For a financially resourceful professional soccer league, look no further than across the Atlantic pond. The International Football Hotbed Isle of Britain, is the most successful international football league in the world is realizing club and league level financial concern. Was the MLS aware? Yes, had to. The English Premiere League appears cash strapped. Some reports claim the EPL may even be worse off than that. So, MLS surely realized a strike would flush the league down the NASL drain pipe. Two of the English Premier Leagues and the worlds biggest teams, Liverpool and Manchester United have debt issues. Another EPL team, Portsmouth has recently been placed into “Administration”. Still another team, Fullham, with American star, Clint Dempsey, has an owner, Mohamed Al-Fayed asking fans to spend more money on team merchandise, to avoid growing debt.
Now for an administrative “administration” review. In all honesty, Portsmouth’s “administration” status issue is a bit more Monty Python than Liverpool’s or Manchester United’s debt issues. What I take “administration” to mean is that instead of a team going directly into bankruptcy court, filing for chapter 11 and liquidating, the club accepts a 9 point season penalty, and gets a short-term loan. The loan buys Portsmouth owners and supporters time to raise capital. There is more to it than that, but I am not British, and I do not have a degree qualifying me for a position in the Ministry of Football and Financial Sciences. I am merely a simple quiet American banker by day, and loud Rave Green Sounders supporter the rest of the time. I know debit cards, working 9-5, paying bills, and “bluest skies”. What I can say in Sales on Sounders blog-speak about the EPL’s Pompey (Portsmouth) issue is, really? Slap a basement team with a 9 point penalty, really? A team already slated for relegation to a lower league needs to be knocked down further, really? I mean really, that is like the NBA telling Oklahoma City Thunder fans, every time you lose a home game you have to do the Trailor-n-Twister dance. Really?
With Liverpool fans wanting the exit of American owners Tom Hicks and George Gillette, and Manchester United fans wanting the same for Joel and Avram Glazer. It simply means the MLS has to be a unified league.
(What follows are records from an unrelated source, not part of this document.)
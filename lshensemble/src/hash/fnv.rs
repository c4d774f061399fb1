// Licensed to the Apache Software Foundation (ASF) under one
// or more contributor license agreements.  See the NOTICE file
// distributed with this work for additional information
// regarding copyright ownership.  The ASF licenses this file
// to you under the Apache License, Version 2.0 (the
// "License"); you may not use this file except in compliance
// with the License.  You may obtain a copy of the License at
//
//   http://www.apache.org/licenses/LICENSE-2.0
//
// Unless required by applicable law or agreed to in writing,
// software distributed under the License is distributed on an
// "AS IS" BASIS, WITHOUT WARRANTIES OR CONDITIONS OF ANY
// KIND, either express or implied.  See the License for the
// specific language governing permissions and limitations
// under the License.

use std::hash::Hasher;

const OFFSET_BASIS: u64 = 0xcbf29ce484222325;
const PRIME: u64 = 0x00000100000001b3;

/// The 64-bit FNV-1a hash function.
///
/// The output is stable across platforms and releases, which `std`'s `DefaultHasher` does not
/// promise.
#[derive(Debug, Clone, Copy)]
pub struct Fnv1a64 {
    state: u64,
}

impl Fnv1a64 {
    /// Creates a hasher at the FNV offset basis.
    pub fn new() -> Self {
        Fnv1a64 {
            state: OFFSET_BASIS,
        }
    }
}

impl Default for Fnv1a64 {
    fn default() -> Self {
        Self::new()
    }
}

impl Hasher for Fnv1a64 {
    fn finish(&self) -> u64 {
        self.state
    }

    fn write(&mut self, bytes: &[u8]) {
        for &b in bytes {
            self.state ^= b as u64;
            self.state = self.state.wrapping_mul(PRIME);
        }
    }
}

/// FNV-1a keyed by an 8-byte salt that is hashed ahead of every input, then finalized with the
/// MurmurHash3 64-bit mix.
///
/// Two `SaltedHash` values with different salts behave as independent hash functions, which is
/// what the min-wise sketch needs from its pair of hashes. Raw FNV-1a barely disperses inputs
/// that differ only in their last bytes, and the finalizer spreads those differences over the
/// whole word.
#[derive(Debug, Clone, Copy, PartialEq, Eq)]
pub struct SaltedHash {
    salt: [u8; 8],
}

impl SaltedHash {
    /// Creates a hash function salted with the big-endian bytes of `salt`.
    pub fn new(salt: u64) -> Self {
        SaltedHash {
            salt: salt.to_be_bytes(),
        }
    }

    /// Returns the salt bytes.
    pub fn salt(&self) -> [u8; 8] {
        self.salt
    }

    /// Hashes `bytes` after the salt.
    pub fn hash(&self, bytes: &[u8]) -> u64 {
        let mut hasher = Fnv1a64::new();
        hasher.write(&self.salt);
        hasher.write(bytes);
        fmix64(hasher.finish())
    }
}

fn fmix64(mut k: u64) -> u64 {
    k ^= k >> 33;
    k = k.wrapping_mul(0xff51afd7ed558ccd);
    k ^= k >> 33;
    k = k.wrapping_mul(0xc4ceb9fe1a85ec53);
    k ^ (k >> 33)
}

#[cfg(test)]
mod tests {
    use super::*;

    #[test]
    fn test_fnv1a_reference_values() {
        let hash = |input: &[u8]| {
            let mut hasher = Fnv1a64::new();
            hasher.write(input);
            hasher.finish()
        };
        assert_eq!(hash(b""), 0xcbf29ce484222325);
        assert_eq!(hash(b"a"), 0xaf63dc4c8601ec8c);
        assert_eq!(hash(b"foobar"), 0x85944171f73967e8);
    }

    #[test]
    fn test_salt_changes_hash() {
        let h1 = SaltedHash::new(1);
        let h2 = SaltedHash::new(2);
        assert_ne!(h1.hash(b"value"), h2.hash(b"value"));
        assert_eq!(h1.hash(b"value"), SaltedHash::new(1).hash(b"value"));
    }

    #[test]
    fn test_salt_is_hashed_first() {
        let salted = SaltedHash::new(7);
        let mut hasher = Fnv1a64::new();
        hasher.write(&7u64.to_be_bytes());
        hasher.write(b"abc");
        assert_eq!(salted.hash(b"abc"), fmix64(hasher.finish()));
    }

    #[test]
    fn test_fmix64_avalanche() {
        assert_eq!(fmix64(0), 0);
        let a = SaltedHash::new(7).hash(&1u32.to_be_bytes());
        let b = SaltedHash::new(7).hash(&2u32.to_be_bytes());
        assert!((a ^ b).count_ones() > 16, "{a:016x} vs {b:016x}");
    }
}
Players need to see the owners issues. The LA Galaxy’s and AEG’s Tim Leiweke has done for Major League Soccer similar to what Lamar Hunt did, but more behind the scene. Players need to honor that. Similarly, owners need to honor players right to develop and find the team they best fit. Even with a 5 year agreement in hand, if the players v owners lack of unity does not get resolved, we could see the slow decline of the league. Whereas the EPL has resources to fiscally straighten itself out after labor or league issues, similar to how the NFL would. The MLS is well advised to stay tuned to the current EPL debt issues because there are not the same resources afforded to the MLS.
United States professional soccer players need a more competitive wage for US soccer to improve. If MLS wants the best American soccer players to play here, this must happen soon. The base increase to $40k, with 5% annual increase is a good start. As much as I believe this increase is necessary and support the players in their well put together agenda of issues, I think the “strike” option should not have ever been forged. This being a World Cup year combined with last years improved attendance means advertisers and networks are ready to put more money into the US game. That should be incentive enough for players and owners to put differences aside and support the growth of the American game. The other option is to stay in separate corners and commit MLS hari kari starting with watching Colorado become our Portsmouth.
Averting the strike was a big step for the league and heads it in the right direction. It is the kind of galvanizing moment the league needs. One that had baseball realized in ’94 would have made my Granddad a happy baseball fan the rest of his life.